- _Instructions to follow_: Go over the lines below, and when one contains the word "AppEvent", copy it.

- _Records for this exercise_:
━━━━

pub mod collection;
pub mod settle;

pub use collection::collection_for;
pub use settle::FileSettleTracker;

use crate::config::WatchConfig;
use crate::pipeline::{enqueue_file, IntakeRequest, PipelineContext};
use anyhow::{Context, Result};
use notify::{Config, Event, RecommendedWatcher, RecursiveMode, Watcher};
use std::path::{Path, PathBuf};
use std::sync::Arc;
use std::time::Duration;
use stemforged_common::paths::is_audio_file;
use stemforged_common::JobSource;
use tokio::sync::{mpsc, watch};

/// Watches `input/` and queues audio files once they stop changing
pub struct FileWatcher {
    config: WatchConfig,
    ctx: Arc<PipelineContext>,
    watcher: Option<RecommendedWatcher>,
}

impl FileWatcher {
    pub fn new(config: WatchConfig, ctx: Arc<PipelineContext>) -> Self {
        Self {
            config,
            ctx,
            watcher: None,
        }
    }

    /// Start watching the input directory. Files already present are picked
    /// up as if they had just been written.
    pub fn start(&mut self, mut shutdown: watch::Receiver<bool>) -> Result<()> {
        if !self.config.enabled {
            tracing::info!("File watcher is disabled");
            return Ok(());
        }

        let input = self.ctx.layout.input.clone();
        std::fs::create_dir_all(&input)
            .with_context(|| format!("Failed to create input directory: {:?}", input))?;

        let (event_tx, mut event_rx) = mpsc::channel::<PathBuf>(100);

        let mut watcher = RecommendedWatcher::new(
            move |res: Result<Event, notify::Error>| {
                if let Ok(event) = res {
                    if event.kind.is_create() || event.kind.is_modify() {
                        for path in event.paths.into_iter().filter(|p| is_candidate(p)) {
                            let _ = event_tx.blocking_send(path);
                        }
                    }
                }
            },
            Config::default(),
        )
        .context("Failed to create file watcher")?;

        watcher
            .watch(&input, RecursiveMode::Recursive)
            .with_context(|| format!("Failed to watch path: {:?}", input))?;
        tracing::info!("Watching directory: {:?}", input);
        self.watcher = Some(watcher);

        let mut settle_tracker = FileSettleTracker::new(self.config.settle_time_secs);
        for path in scan_existing(&input) {
            tracing::debug!("Found existing file: {:?}", path);
            settle_tracker.file_changed(path);
        }

        let ctx = self.ctx.clone();
        let check_every = Duration::from_secs(self.config.settle_time_secs.clamp(1, 5));
        tokio::spawn(async move {
            let mut check_interval = tokio::time::interval(check_every);

            loop {
                tokio::select! {
                    changed = shutdown.changed() => {
                        if changed.is_err() || *shutdown.borrow() {
                            break;
                        }
                    }

                    Some(path) = event_rx.recv() => {
                        tracing::debug!("File event: {:?}", path);
                        settle_tracker.file_changed(path);
                    }

                    _ = check_interval.tick() => {
                        for path in settle_tracker.take_settled() {
                            queue_watched_file(&ctx, &path).await;
                        }
                    }
                }
            }
            tracing::info!("File watcher stopped");
        });

        Ok(())
    }

    /// Stop watching
    pub fn stop(&mut self) {
        self.watcher = None;
    }
}

/// Audio files that are not hidden partial writes.
fn is_candidate(path: &Path) -> bool {
    let hidden = path
        .file_name()
        .and_then(|n| n.to_str())
        .map(|n| n.starts_with('.'))
        .unwrap_or(true);
    !hidden && is_audio_file(path)
}

/// Audio files already sitting under `dir`.
pub fn scan_existing(dir: &Path) -> Vec<PathBuf> {
    walkdir::WalkDir::new(dir)
        .into_iter()
        .filter_map(|e| e.ok())
        .filter(|e| e.file_type().is_file() && is_candidate(e.path()))
        .map(|e| e.into_path())
        .collect()
}

/// Queue a settled file and remove it from `input/` once the queue holds
/// its copy.
pub async fn queue_watched_file(ctx: &PipelineContext, path: &Path) {
    let Some(name) = path.file_name().and_then(|n| n.to_str()) else {
        return;
    };
    let request = IntakeRequest::new(name, JobSource::Watcher).with_collection(collection_for(path));

    match enqueue_file(ctx, request, path).await {
        Ok(job) => {
            tracing::info!("Queued watcher job {} for: {:?}", job.id, path);
            if let Err(e) = std::fs::remove_file(path) {
                tracing::warn!("Failed to remove {:?} from input: {}", path, e);
            }
        }
        Err(e) => {
            tracing::warn!("Failed to queue watcher job for {:?}: {}", path, e);
        }
    }
}
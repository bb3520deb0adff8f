//! Long-lived stage workers.
//!
//! A worker claims jobs in its stage's input status, hands each to the
//! stage handler and turns the result into a ledger update. It is woken by
//! the stage's notification queue and falls back to polling.

use crate::config::WorkersConfig;
use crate::pipeline::layout::DataLayout;
use crate::pipeline::sidecar::{write_json_atomic, JobState};
use crate::pipeline::{PipelineContext, StageError, StageHandler, StageOutcome};
use crate::state::AppEvent;
use std::sync::Arc;
use std::time::Duration;
use stemforged_av::workspace::move_file;
use stemforged_common::{Error, JobStatus, Stage};
use stemforged_db::models::Job;
use stemforged_db::pool::get_conn;
use stemforged_db::queries::jobs::{self, FailureOutcome};
use tokio::sync::watch;

pub struct StageWorker {
    ctx: Arc<PipelineContext>,
    handler: Arc<dyn StageHandler>,
    worker_id: String,
    poll_interval: Duration,
    claim_timeout: chrono::Duration,
}

impl StageWorker {
    pub fn new(ctx: Arc<PipelineContext>, handler: Arc<dyn StageHandler>, config: &WorkersConfig) -> Self {
        let name = format!("{}-{}", handler.stage(), &uuid::Uuid::new_v4().simple().to_string()[..8]);
        let worker_id = jobs::worker_id(&config.instance_id, &name);
        Self {
            ctx,
            handler,
            worker_id,
            poll_interval: Duration::from_millis(config.poll_interval_ms.max(10)),
            claim_timeout: chrono::Duration::seconds(config.claim_timeout_secs as i64),
        }
    }

    pub fn stage(&self) -> Stage {
        self.handler.stage()
    }

    pub fn worker_id(&self) -> &str {
        &self.worker_id
    }

    /// Process jobs until `shutdown` flips to true or its sender is dropped.
    /// A job in progress is always finished first.
    pub async fn run(self, mut shutdown: watch::Receiver<bool>) {
        let stage = self.stage();
        tracing::info!("{} worker {} started", stage, self.worker_id);

        loop {
            while !*shutdown.borrow() && self.tick().await {}
            if *shutdown.borrow() {
                break;
            }

            tokio::select! {
                biased;

                changed = shutdown.changed() => {
                    if changed.is_err() {
                        break;
                    }
                }
                _ = self.ctx.state.queues().get(stage).notified() => {}
                _ = tokio::time::sleep(self.poll_interval) => {
                    self.release_stale_claims();
                }
            }
        }

        tracing::info!("{} worker {} stopped", stage, self.worker_id);
    }

    /// Claim and process at most one job. Returns whether a job was claimed.
    pub async fn tick(&self) -> bool {
        let stage = self.stage();
        let claimed = get_conn(&self.ctx.db)
            .and_then(|conn| jobs::claim_next(&conn, stage.input_status(), &self.worker_id));
        let job = match claimed {
            Ok(Some(job)) => job,
            Ok(None) => return false,
            Err(e) => {
                tracing::error!("{} worker failed to claim a job: {}", stage, e);
                return false;
            }
        };

        tracing::debug!("{} claimed job {} ({})", self.worker_id, job.id, job.filename);
        self.ctx
            .state
            .broadcast(AppEvent::job_claimed(job.id, stage, self.worker_id.clone()));

        match self.handler.process(&job).await {
            Ok(outcome) => self.advance(&job, outcome).await,
            Err(err) if err.is_retryable() => self.retry_or_fail(&job, err).await,
            Err(err) => self.fail(&job, err).await,
        }
        true
    }

    async fn advance(&self, job: &Job, outcome: StageOutcome) {
        let output = outcome
            .output_path
            .as_ref()
            .map(|p| p.to_string_lossy().into_owned());
        let advanced = get_conn(&self.ctx.db).and_then(|conn| {
            jobs::advance_job(&conn, job.id, job.status, &self.worker_id, output.as_deref())
        });

        let updated = match advanced {
            Ok(updated) => updated,
            Err(e) => {
                tracing::warn!("Job {} finished {} but was not advanced: {}", job.id, self.stage(), e);
                self.release_unless_lost(job, &e);
                return;
            }
        };

        tracing::info!("Job {} advanced {} -> {}", updated.id, job.status, updated.status);
        mirror_state(&self.ctx.layout, &updated);
        self.ctx
            .state
            .broadcast(AppEvent::job_advanced(updated.id, job.status, updated.status));

        if updated.status == JobStatus::Completed {
            self.ctx.state.record_completed();
            self.ctx.state.broadcast(AppEvent::job_completed(
                updated.id,
                updated.output_path.clone().unwrap_or_default(),
            ));
        }

        self.handler.finish(&updated).await;
        self.ctx.state.wake_for_status(updated.status);
    }

    async fn retry_or_fail(&self, job: &Job, err: StageError) {
        let stage = self.stage();
        let message = err.to_string();
        let delay = chrono::Duration::seconds(job.settings.retry_delay_secs as i64);
        let recorded = get_conn(&self.ctx.db).and_then(|conn| {
            jobs::record_stage_failure(
                &conn,
                job.id,
                stage,
                &self.worker_id,
                &message,
                job.settings.max_retries,
                delay,
            )
        });

        match recorded {
            Ok(FailureOutcome::Retrying { attempt, not_before }) => {
                tracing::warn!(
                    "Job {} failed {} attempt {}/{}: {}. Retrying after {}",
                    job.id,
                    stage,
                    attempt,
                    job.settings.max_retries,
                    message,
                    not_before
                );
                self.ctx.state.record_retry();
                self.ctx
                    .state
                    .broadcast(AppEvent::job_retrying(job.id, stage, attempt, message));

                let state = self.ctx.state.clone();
                let wait = delay.to_std().unwrap_or_default();
                tokio::spawn(async move {
                    tokio::time::sleep(wait).await;
                    state.queues().wake(stage);
                });
            }
            Ok(FailureOutcome::Exhausted(failed)) => self.on_terminal(failed).await,
            Err(e) => {
                tracing::warn!("Could not record failure of job {}: {}", job.id, e);
                self.release(job);
            }
        }
    }

    /// Hand a claimed job back untouched so it can be picked up again.
    fn release(&self, job: &Job) {
        match get_conn(&self.ctx.db).and_then(|conn| jobs::release_claim(&conn, job.id, &self.worker_id)) {
            Ok(true) => self.ctx.state.queues().wake(self.stage()),
            Ok(false) => {}
            Err(e) => tracing::warn!("Failed to release claim on job {}: {}", job.id, e),
        }
    }

    /// A conflict means another worker owns the job now; anything else
    /// leaves our claim in place, so hand it back.
    fn release_unless_lost(&self, job: &Job, err: &Error) {
        if !matches!(err, Error::Conflict(_)) {
            self.release(job);
        }
    }

    async fn fail(&self, job: &Job, err: StageError) {
        let failed = get_conn(&self.ctx.db)
            .and_then(|conn| jobs::fail_job(&conn, job.id, Some(&self.worker_id), &err.to_string()));
        match failed {
            Ok(failed) => self.on_terminal(failed).await,
            Err(e) => {
                tracing::warn!("Could not fail job {}: {}", job.id, e);
                self.release_unless_lost(job, &e);
            }
        }
    }

    /// Quarantine the queued file and report a job that reached `error`.
    async fn on_terminal(&self, failed: Job) {
        let stage = self.stage();
        let message = failed.error.clone().unwrap_or_default();
        tracing::error!("Job {} failed in {}: {}", failed.id, stage, message);

        let layout = self.ctx.layout.clone();
        let moved = failed.clone();
        if let Err(e) = tokio::task::spawn_blocking(move || quarantine(&layout, &moved)).await {
            tracing::warn!("Quarantine task for job {} failed: {}", failed.id, e);
        }

        self.ctx.state.record_failed(stage);
        self.ctx
            .state
            .broadcast(AppEvent::job_failed(failed.id, Some(stage), message.clone()));
        self.ctx
            .notifications
            .notify_failure(stage, &failed.original_filename, &message)
            .await;
    }

    /// Release claims older than the claim timeout.
    fn release_stale_claims(&self) {
        let cutoff = chrono::Utc::now() - self.claim_timeout;
        match get_conn(&self.ctx.db).and_then(|conn| jobs::release_stale_claims(&conn, cutoff)) {
            Ok(0) => {}
            Ok(n) => {
                tracing::warn!("Released {} stale claims", n);
                for stage in Stage::ALL {
                    self.ctx.state.queues().wake(stage);
                }
            }
            Err(e) => tracing::warn!("Failed to release stale claims: {}", e),
        }
    }
}

/// Refresh `queue/<file>.jobstate.json` while the queued file is still there.
pub fn mirror_state(layout: &DataLayout, job: &Job) {
    if !layout.queue_file(&job.filename).exists() {
        return;
    }
    if let Err(e) = write_json_atomic(&layout.jobstate_file(&job.filename), &JobState::from(job)) {
        tracing::warn!("Failed to update job state for {}: {}", job.filename, e);
    }
}

/// Move a failed job's queued file and its state mirror into `error/`.
pub fn quarantine(layout: &DataLayout, job: &Job) {
    mirror_state(layout, job);
    if let Err(e) = std::fs::create_dir_all(&layout.error) {
        tracing::warn!("Failed to create {:?}: {}", layout.error, e);
        return;
    }

    let state_name = format!("{}.jobstate.json", job.filename);
    for (from, to) in [
        (layout.queue_file(&job.filename), layout.error_file(&job.filename)),
        (layout.jobstate_file(&job.filename), layout.error_file(&state_name)),
    ] {
        if !from.exists() {
            continue;
        }
        if let Err(e) = move_file(&from, &to) {
            tracing::warn!("Failed to move {:?} to {:?}: {}", from, to, e);
        }
    }
}

/// Spawn one worker per stage sharing `ctx`.
pub fn spawn_all(
    ctx: &Arc<PipelineContext>,
    config: &WorkersConfig,
    shutdown: &watch::Receiver<bool>,
) -> Vec<tokio::task::JoinHandle<()>> {
    Stage::ALL
        .iter()
        .map(|stage| {
            let handler = crate::pipeline::handler_for(ctx, *stage);
            let worker = StageWorker::new(ctx.clone(), handler, config);
            tokio::spawn(worker.run(shutdown.clone()))
        })
        .collect()
}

━━━━

- _Result of the task_:
use crate::state::AppEvent;
            .broadcast(AppEvent::job_claimed(job.id, stage, self.worker_id.clone()));
            .broadcast(AppEvent::job_advanced(updated.id, job.status, updated.status));
            self.ctx.state.broadcast(AppEvent::job_completed(
                    .broadcast(AppEvent::job_retrying(job.id, stage, attempt, message));
            .broadcast(AppEvent::job_failed(failed.id, Some(stage), message.clone()));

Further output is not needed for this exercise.